In quest'opera, la letteratura migrante viene valorizzata sia dal punto di vista stilistico, sia per la complessità di contenuti, che non si limitano al racconto di un esilio o di un esodo; lo stile si fa ampio, diverso dagli schemi preesistenti, evapora, straripa, smaterializza strutture per crearne altre, per raccontare la complessità delle “Vite-letterature”, come le definisce Mia Lecomte.(1).
Diventa “Un mare così ampio” - appunto - in cui percorsi letterari si intersecano a quelli esistenziali. Il titolo del testo trae origine da un racconto in cui Fernao de Magalhaes è alle prese con la difficile decisione di partire per l'ignoto e circumnavigare per la prima volta il globo terrestre; in una taverna di Lisbona apre il suo animo tormentato all'amico astronomo Ruy Faleiro, esprimendo il concetto del viaggio verso l'ignoto, verso l'altrove: “E se è vero che ho lasciato me stesso dietro di me, questo non mi spaventa, perché so che il mondo è una sfera e perciò è proprio allontanandomi dal punto di partenza che potrò fare il giro completo che va da me a me stesso”(2). Migrazione come metafora dell'unico vero viaggio che ogni essere umano compie, all'interno di se stesso. Viaggio geografico, esistenziale, letterario, stilistico,
A questo proposito la ricchezza dello stile di Monteiro è emblematica: frammenti di romanzo, romanzo in racconti, raccolta di racconti, poesia narrativa, metaromanzi, poemi in prosa, racconti dialogici, antiromanzi. Segnalo ai lettori di AUT il gioiello ”madrelingua”- antiromanzo in cui frammenti metaletterari descrivono frammenti (e rovine) ideali, linguistici e progettuali della nostra epoca assopita dal consumismo devastante, esplodono oltre i confini della forma romanzo e compongono qua e là caleidoscopi di luci , colori, possibilità, (il desiderio ossessivo di Salvo di sfuggire al berlusconismo appiattente si realizza in un viaggio in Colombia).

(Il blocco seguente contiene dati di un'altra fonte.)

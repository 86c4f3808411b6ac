use std::path::PathBuf;
use std::sync::LazyLock;

use regex::Regex;

const APP_DIR: &str = "axe-monitor";

const LOG_FILE: &str = "monitor.log";

static DIFFICULTY: LazyLock<Regex> = LazyLock::new(|| {
    Regex::new(r"^\s*(\d+(?:\.\d+)?|\.\d+)\s*([kKMGTP]?)\s*$").expect("difficulty pattern is valid")
});

/// Parse a difficulty in the notation AxeOS uses for best shares, e.g.
/// `"4.29G"` or `"1000M"`. A bare number is taken as is.
pub fn parse_difficulty(input: &str) -> Option<f64> {
    let captures = DIFFICULTY.captures(input)?;
    let value: f64 = captures.get(1)?.as_str().parse().ok()?;

    let multiplier = match captures.get(2).map(|m| m.as_str()) {
        Some("k") | Some("K") => 1e3,
        Some("M") => 1e6,
        Some("G") => 1e9,
        Some("T") => 1e12,
        Some("P") => 1e15,
        _ => 1.0,
    };

    Some(value * multiplier)
}

/// Directory for the log file, falling back to the working directory.
pub fn data_dir() -> PathBuf {
    dirs::data_dir()
        .or_else(|| std::env::current_dir().ok())
        .unwrap_or_default()
        .join(APP_DIR)
}

pub fn default_log_path() -> PathBuf {
    data_dir().join(LOG_FILE)
}

/// Default location of the optional configuration file.
pub fn default_config_path() -> Option<PathBuf> {
    let home = dirs::home_dir()?;
    Some(home.join(".config").join(APP_DIR).join("config.toml"))
}
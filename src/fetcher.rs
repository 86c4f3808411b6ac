//! Telemetry fetcher for the AxeOS management API
//!
//! Every failure mode (connection refused, timeout, non-2xx status, malformed
//! body) collapses into `None`. Callers treat a missing reading as "skip".

use std::time::Duration;

use anyhow::{Context, Result};
use async_trait::async_trait;
use tracing::{debug, instrument, trace};

use crate::MinerInfo;

/// Path of the system info endpoint on every device
pub const SYSTEM_INFO_PATH: &str = "/api/system/info";

/// Default per-request timeout
pub const DEFAULT_TIMEOUT: Duration = Duration::from_secs(2);

/// Anything that can produce a reading for an address.
///
/// Implemented over HTTP by [`HttpFetcher`]; tests use simulated devices.
#[async_trait]
pub trait TelemetrySource: Send + Sync {
    async fn fetch(&self, address: &str) -> Option<MinerInfo>;
}

/// Fetches readings over plain HTTP, reusing one client for all requests.
#[derive(Debug, Clone)]
pub struct HttpFetcher {
    client: reqwest::Client,
}

impl HttpFetcher {
    pub fn new(timeout: Duration) -> Result<Self> {
        let client = reqwest::Client::builder()
            .timeout(timeout)
            .build()
            .context("failed to build HTTP client")?;

        Ok(Self { client })
    }

    pub fn url_for(address: &str) -> String {
        format!("http://{address}{SYSTEM_INFO_PATH}")
    }

    /// Fetch with the failure reason kept, for logging.
    #[instrument(skip(self))]
    pub async fn try_fetch(&self, address: &str) -> Result<MinerInfo> {
        let url = Self::url_for(address);

        trace!("requesting {url}");

        let response = self
            .client
            .get(&url)
            .send()
            .await
            .context("failed to send HTTP request")?;

        if !response.status().is_success() {
            anyhow::bail!("HTTP error: {}", response.status());
        }

        let body = response
            .text()
            .await
            .context("failed to read response body")?;

        let mut info: MinerInfo =
            serde_json::from_str(&body).context("failed to parse system info JSON")?;
        info.ip = address.to_string();

        Ok(info)
    }
}

#[async_trait]
impl TelemetrySource for HttpFetcher {
    async fn fetch(&self, address: &str) -> Option<MinerInfo> {
        match self.try_fetch(address).await {
            Ok(info) => Some(info),
            Err(e) => {
                debug!("{address}: no reading: {e:#}");
                None
            }
        }
    }
}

L'esilio di Salvo rispecchia quello di Julio Monteiro dal Brasile degli anni 90, in cui si era riaffermata la democrazia dopo la dittatura militare, ma mancavano spazi culturali e politici anche nelle sinistra-oligarchica e chiusa- e possibilità di cambiamento.
Questa appassionata denuncia della situazione italiana da parte di un intellettuale che si è contrapposto ad una dittatura ,che ha definito il suo esilio “un suicidio amministrato”, ci dovrebbe far riflettere.
Completa il testo una lunga intervista allo scrittore, in cui “migrante”(3) viene definita la “situazione esistenziale necessaria dell'uomo contemporaneo. Siamo tutti migranti, quelli che cambiano migrano in avanti, mentre migrano a ritroso quelli che si illudono di essere riusciti a non migrare, a rimanere fermi mentre ogni cosa si spostava, pietrificati quando in verità si sbriciolavano, preoccupati di aggrapparsi a origini e radici che gli sfumavano fra le dita. L'ha capito benissimo Karl Marx già nell'Ottocento, intravedendo un nuovo tempo nel quale tutto ciò che è solido si scioglie nell'aria. Ero migrante prima di emigrare, ero migrante già quando la mia anima libera era spiazzata nel paese straniero della dittatura (dove tutti sono stranieri, e tanti sono stranieri e nemici), sono migrante oggi in un tempo che non mi riconosce e forse non ha più gli strumenti per capire i miei valori, le mie priorità, i miei gusto ormai incomprensibili. ...Ogni letteratura, che non è complice, che non collabora, è migrante.
Seguono cinque brevi racconti inediti.
(2)Un mare così ampio” in Racconti Italiani, Besa editore, Nardò, 2000, pag. 21.
(3)pag.130.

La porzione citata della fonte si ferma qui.